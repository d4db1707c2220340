/*! Integration tests for fieldtree.
 *
 * This test suite is organized as a single integration test binary
 * following the pattern described by matklad in
 * https://matklad.github.io/2021/02/27/delete-cargo-integration-tests.html
 *
 * The module structure mirrors the main library structure:
 * - accessor: Tests for custom accessors driving derivation and updates
 * - events: Tests for subscriptions, bubbling, and dispatch guarantees
 * - plugins: Tests for the plugin chain and capability composition
 * - propagation: Tests for bidirectional write propagation
 * - transient: Tests for transient buffering and flushing
 */

use tracing_subscriber::EnvFilter;

#[ctor::ctor]
fn init_test_tracing() {
    let _ = tracing_subscriber::fmt()
        .with_env_filter(
            EnvFilter::from_default_env().add_directive("fieldtree=info".parse().unwrap()),
        )
        .with_test_writer()
        .try_init();
}

mod accessor;
mod events;
mod helpers;
mod transient;
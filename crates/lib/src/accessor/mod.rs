//! The get/set abstraction over keyed sub-values.
//!
//! An [`Accessor`] is the only thing the propagation algorithm knows about
//! the shape of values: `get` reads the sub-value at a key, `set` produces a
//! new container with the sub-value replaced. The whole tree shares one
//! accessor, assigned when the tree is built.
//!
//! # Contract
//!
//! - `set` never mutates its input container.
//! - When the value already at `key` equals the new value, `set` returns the
//!   *original* container (same allocation). The propagation algorithm uses
//!   this to terminate subtree walks early, so a custom accessor that copies
//!   unconditionally will defeat pruning and notify unchanged fields.
//! - `get` on a non-container value returns `None` instead of failing; key
//!   misuse (e.g. a non-numeric key on a list) also resolves to `None`.
//!
//! The default [`ValueAccessor`] covers maps, lists, sets and primitives.
//! External accessors over other container shapes implement the same two
//! methods.

use crate::value::{Key, List, Map, Value};


/// Reads and writes one keyed step of a nested value.
///
/// Implementations must be pure: no interior state, no mutation of the input
/// container. See the module docs for the identity contract on `set`.
pub trait Accessor {
    /// Returns the sub-value of `container` at `key`, or `None` when the
    /// container has no such sub-value (absent key, key/container mismatch,
    /// or a non-container value).
    fn get(&self, container: &Value, key: &Key) -> Option<Value>;

    /// Returns a container equal to `container` except that `key` now holds
    /// `value`. Returns `container` itself (same allocation) when the value
    /// at `key` is already equal to `value`.
    fn set(&self, container: &Value, key: &Key, value: Value) -> Value;
}

/// The default accessor over the [`Value`] model.
///
/// Policies:
///
/// - **Maps**: text keys address entries; index keys address the entry named
///   by their decimal form (`Key::Index(1)` reads the `"1"` entry).
/// - **Lists**: index keys (or text keys that are well-formed indexes)
///   address elements; writing at the length appends, writing past it pads
///   the gap with nulls. A non-index key treats the list as an absent
///   container.
/// - **Sets**: index into iteration order; writing rebuilds the set with the
///   target element replaced, dropping any duplicate this creates.
/// - **Primitives / null**: `get` returns `None`; `set` synthesizes a new
///   list when the key is a well-formed index, otherwise a new map.
///
/// ```
/// # use fieldtree::accessor::{Accessor, ValueAccessor};
/// # use fieldtree::value::{Key, Value};
/// # use fieldtree::map;
/// let accessor = ValueAccessor;
/// let container = Value::Map(map! { "a" => 1 });
///
/// assert_eq!(accessor.get(&container, &Key::from("a")), Some(Value::Int(1)));
///
/// // Unchanged write hands back the original allocation.
/// let same = accessor.set(&container, &Key::from("a"), Value::Int(1));
/// assert!(same.ptr_eq(&container));
/// ```
#[derive(Debug, Clone, Copy, Default)]
pub struct ValueAccessor;

impl Accessor for ValueAccessor {
    fn get(&self, container: &Value, key: &Key) -> Option<Value> {
        match container {
            Value::Map(map) => map.get(&key.to_text()).cloned(),
            Value::List(list) => list.get(key.as_index()?).cloned(),
            Value::Set(set) => set.get(key.as_index()?).cloned(),
            _ => None,
        }
    }

    fn set(&self, container: &Value, key: &Key, value: Value) -> Value {
        match container {
            Value::Map(map) => {
                let text = key.to_text();
                if map.get(&text) == Some(&value) {
                    return container.clone();
                }
                let mut updated = map.clone();
                updated.insert(text, value);
                Value::Map(updated)
            }
            Value::List(list) => match key.as_index() {
                Some(index) => {
                    if list.get(index) == Some(&value) {
                        return container.clone();
                    }
                    let mut updated = list.clone();
                    updated.set(index, value);
                    Value::List(updated)
                }
                // Key misuse: treat the list as absent and synthesize a map.
                None => synthesize(key, value),
            },
            Value::Set(set) => match key.as_index() {
                Some(index) => {
                    if set.get(index) == Some(&value) {
                        return container.clone();
                    }
                    Value::Set(set.with_replaced(index, value))
                }
                None => synthesize(key, value),
            },
            // Primitives and null have no slots to write into.
            _ => synthesize(key, value),
        }
    }
}

/// Builds a fresh container holding only `value` at `key`: a list for index
/// keys, a map otherwise.
fn synthesize(key: &Key, value: Value) -> Value {
    match key.as_index() {
        Some(index) => {
            let mut list = List::new();
            list.set(index, value);
            Value::List(list)
        }
        None => {
            let mut map = Map::new();
            map.insert(key.to_text(), value);
            Value::Map(map)
        }
    }
}
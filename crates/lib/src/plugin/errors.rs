//! Error types for plugin operations.

use thiserror::Error;

/// Structured error types for the plugin chain.
///
/// Plugins report failures with these variants (or any other crate error);
/// a failure during node creation aborts that node.
#[non_exhaustive]
#[derive(Debug, Error)]
pub enum PluginError {
    /// A plugin failed while enhancing a node
    #[error("Plugin '{plugin}' failed while enhancing field '{path}': {reason}")]
    EnhancementFailed {
        plugin: String,
        path: String,
        reason: String,
    },

    /// A plugin required a capability that is not installed on the node
    #[error("Capability '{capability}' is not installed on field '{path}'")]
    CapabilityMissing { capability: String, path: String },
}

impl PluginError {
    /// Check if this error is an enhancement failure
    pub fn is_enhancement_error(&self) -> bool {
        matches!(self, PluginError::EnhancementFailed { .. })
    }

    /// Check if this error is a missing-capability failure
    pub fn is_capability_error(&self) -> bool {
        matches!(self, PluginError::CapabilityMissing { .. })
    }

    /// Get the field path associated with this error
    pub fn path(&self) -> &str {
        match self {
            PluginError::EnhancementFailed { path, .. }
            | PluginError::CapabilityMissing { path, .. } => path,
        }
    }
}

impl From<PluginError> for crate::Error {
    fn from(err: PluginError) -> Self {
        crate::Error::Plugin(err)
    }
}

▶ **What is being asked**:
Using the data above, print exactly the lines from the line that contains "Returns a container" through the line that contains "by their decimal", with both included.

▶ **Written solution**:
    /// Returns a container equal to `container` except that `key` now holds
    /// `value`. Returns `container` itself (same allocation) when the value
    /// at `key` is already equal to `value`.
    fn set(&self, container: &Value, key: &Key, value: Value) -> Value;
}

/// The default accessor over the [`Value`] model.
///
/// Policies:
///
/// - **Maps**: text keys address entries; index keys address the entry named
///   by their decimal form (`Key::Index(1)` reads the `"1"` entry).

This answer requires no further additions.